• **MATERIAL SHOWN**
◆ ◆ ◆ ◆ ◆ ◆ ◆

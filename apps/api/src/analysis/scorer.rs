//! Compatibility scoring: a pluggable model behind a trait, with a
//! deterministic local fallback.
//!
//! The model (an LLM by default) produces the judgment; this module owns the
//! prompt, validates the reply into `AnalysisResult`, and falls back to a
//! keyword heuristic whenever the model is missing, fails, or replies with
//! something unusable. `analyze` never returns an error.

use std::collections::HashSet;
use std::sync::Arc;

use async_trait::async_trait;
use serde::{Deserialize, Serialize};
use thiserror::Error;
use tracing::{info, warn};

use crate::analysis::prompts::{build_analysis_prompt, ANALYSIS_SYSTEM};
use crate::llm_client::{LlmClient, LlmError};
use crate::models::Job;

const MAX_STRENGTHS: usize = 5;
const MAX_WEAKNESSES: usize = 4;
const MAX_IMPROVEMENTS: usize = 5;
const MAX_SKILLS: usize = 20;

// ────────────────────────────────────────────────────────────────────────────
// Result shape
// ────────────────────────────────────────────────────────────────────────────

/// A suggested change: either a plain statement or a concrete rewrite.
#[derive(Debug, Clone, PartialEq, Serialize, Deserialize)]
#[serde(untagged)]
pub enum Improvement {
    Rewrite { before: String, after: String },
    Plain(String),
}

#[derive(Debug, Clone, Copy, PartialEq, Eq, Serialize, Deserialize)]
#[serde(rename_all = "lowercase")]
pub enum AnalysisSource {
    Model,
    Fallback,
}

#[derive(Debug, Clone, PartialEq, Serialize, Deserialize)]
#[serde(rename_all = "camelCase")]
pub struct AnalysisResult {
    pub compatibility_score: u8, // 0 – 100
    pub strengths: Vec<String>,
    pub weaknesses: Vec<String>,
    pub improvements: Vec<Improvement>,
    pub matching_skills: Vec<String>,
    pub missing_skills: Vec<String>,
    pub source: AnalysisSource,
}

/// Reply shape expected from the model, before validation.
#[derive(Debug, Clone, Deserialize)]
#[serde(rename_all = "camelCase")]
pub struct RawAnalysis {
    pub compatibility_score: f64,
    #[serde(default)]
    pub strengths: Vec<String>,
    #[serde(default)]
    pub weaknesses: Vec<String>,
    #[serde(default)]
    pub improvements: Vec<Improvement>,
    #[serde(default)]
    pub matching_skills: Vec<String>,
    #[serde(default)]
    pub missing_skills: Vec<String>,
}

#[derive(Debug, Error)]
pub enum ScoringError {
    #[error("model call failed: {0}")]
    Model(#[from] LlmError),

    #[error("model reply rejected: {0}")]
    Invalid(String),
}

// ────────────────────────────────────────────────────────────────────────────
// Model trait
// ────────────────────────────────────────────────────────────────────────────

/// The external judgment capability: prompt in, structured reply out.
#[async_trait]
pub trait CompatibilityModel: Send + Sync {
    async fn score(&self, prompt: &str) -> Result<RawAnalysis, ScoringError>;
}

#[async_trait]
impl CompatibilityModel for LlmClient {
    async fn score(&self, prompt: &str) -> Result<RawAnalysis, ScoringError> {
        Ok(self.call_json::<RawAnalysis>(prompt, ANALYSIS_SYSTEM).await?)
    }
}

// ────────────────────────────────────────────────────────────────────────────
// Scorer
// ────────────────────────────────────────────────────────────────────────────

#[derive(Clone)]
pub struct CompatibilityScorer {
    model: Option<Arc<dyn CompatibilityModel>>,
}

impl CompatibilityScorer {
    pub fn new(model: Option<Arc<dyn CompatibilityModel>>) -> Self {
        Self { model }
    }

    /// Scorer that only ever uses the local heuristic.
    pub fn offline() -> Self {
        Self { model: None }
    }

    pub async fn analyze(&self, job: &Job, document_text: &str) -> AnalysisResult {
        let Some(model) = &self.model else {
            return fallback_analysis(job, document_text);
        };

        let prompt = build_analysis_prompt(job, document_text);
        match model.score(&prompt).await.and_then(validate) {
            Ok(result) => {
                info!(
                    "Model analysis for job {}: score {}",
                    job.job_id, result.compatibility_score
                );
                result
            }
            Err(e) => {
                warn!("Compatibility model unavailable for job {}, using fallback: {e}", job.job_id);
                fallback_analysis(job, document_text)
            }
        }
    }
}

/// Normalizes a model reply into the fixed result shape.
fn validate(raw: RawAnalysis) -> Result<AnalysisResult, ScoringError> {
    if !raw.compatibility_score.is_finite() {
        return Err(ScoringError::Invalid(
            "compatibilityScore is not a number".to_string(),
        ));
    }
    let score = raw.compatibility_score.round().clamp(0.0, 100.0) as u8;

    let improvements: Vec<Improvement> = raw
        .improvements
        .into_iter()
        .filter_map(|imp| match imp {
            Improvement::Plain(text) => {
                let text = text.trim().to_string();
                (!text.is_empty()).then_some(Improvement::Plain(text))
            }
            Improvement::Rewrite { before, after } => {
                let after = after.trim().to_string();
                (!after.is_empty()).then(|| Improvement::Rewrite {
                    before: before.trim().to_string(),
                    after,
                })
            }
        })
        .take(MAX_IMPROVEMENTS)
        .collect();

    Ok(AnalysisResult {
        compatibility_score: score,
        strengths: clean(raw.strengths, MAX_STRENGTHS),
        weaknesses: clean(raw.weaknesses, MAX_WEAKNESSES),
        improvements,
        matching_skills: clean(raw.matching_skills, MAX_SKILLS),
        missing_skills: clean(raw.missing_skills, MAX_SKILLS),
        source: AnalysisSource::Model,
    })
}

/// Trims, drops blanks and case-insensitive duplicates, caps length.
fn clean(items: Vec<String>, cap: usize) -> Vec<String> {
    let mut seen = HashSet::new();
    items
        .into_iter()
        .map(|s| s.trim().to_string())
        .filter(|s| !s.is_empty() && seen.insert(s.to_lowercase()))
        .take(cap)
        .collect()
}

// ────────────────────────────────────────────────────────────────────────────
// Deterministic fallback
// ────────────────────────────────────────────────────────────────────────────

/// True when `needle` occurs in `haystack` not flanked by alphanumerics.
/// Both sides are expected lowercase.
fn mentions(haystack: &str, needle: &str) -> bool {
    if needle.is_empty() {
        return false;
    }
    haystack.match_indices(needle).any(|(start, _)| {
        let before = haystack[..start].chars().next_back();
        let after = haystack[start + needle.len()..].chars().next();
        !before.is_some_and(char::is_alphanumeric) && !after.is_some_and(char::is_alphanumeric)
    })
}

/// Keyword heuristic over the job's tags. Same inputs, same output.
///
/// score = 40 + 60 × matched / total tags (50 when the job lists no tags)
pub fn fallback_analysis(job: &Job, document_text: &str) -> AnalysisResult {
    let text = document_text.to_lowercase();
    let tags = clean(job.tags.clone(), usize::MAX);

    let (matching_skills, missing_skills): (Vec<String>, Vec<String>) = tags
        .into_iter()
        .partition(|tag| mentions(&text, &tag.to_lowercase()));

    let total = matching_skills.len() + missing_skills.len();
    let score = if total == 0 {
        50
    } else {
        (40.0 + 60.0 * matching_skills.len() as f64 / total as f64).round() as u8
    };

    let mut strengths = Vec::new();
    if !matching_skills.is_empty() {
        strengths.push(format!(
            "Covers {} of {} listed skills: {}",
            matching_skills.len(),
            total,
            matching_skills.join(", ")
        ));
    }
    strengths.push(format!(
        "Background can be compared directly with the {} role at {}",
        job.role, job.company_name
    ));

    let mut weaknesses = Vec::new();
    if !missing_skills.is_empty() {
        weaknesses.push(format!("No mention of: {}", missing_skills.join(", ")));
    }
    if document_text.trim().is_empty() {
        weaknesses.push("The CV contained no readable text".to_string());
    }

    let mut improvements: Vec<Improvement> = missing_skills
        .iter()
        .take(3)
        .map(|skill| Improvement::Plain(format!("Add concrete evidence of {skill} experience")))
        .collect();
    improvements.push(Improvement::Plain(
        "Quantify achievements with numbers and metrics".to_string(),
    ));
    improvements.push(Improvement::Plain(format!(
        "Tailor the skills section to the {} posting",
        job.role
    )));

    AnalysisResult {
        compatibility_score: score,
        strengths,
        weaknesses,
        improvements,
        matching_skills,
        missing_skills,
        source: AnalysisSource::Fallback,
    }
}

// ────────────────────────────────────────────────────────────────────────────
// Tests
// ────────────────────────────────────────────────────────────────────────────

◆ ◆ ◆ ◆ ◆ ◆ ◆

• **WHAT IS NEEDED**
Your answer should consist of the lines of the listing that contain "join", copied as they stand.

• **WORKED SOLUTION**
            matching_skills.join(", ")
        weaknesses.push(format!("No mention of: {}", missing_skills.join(", ")));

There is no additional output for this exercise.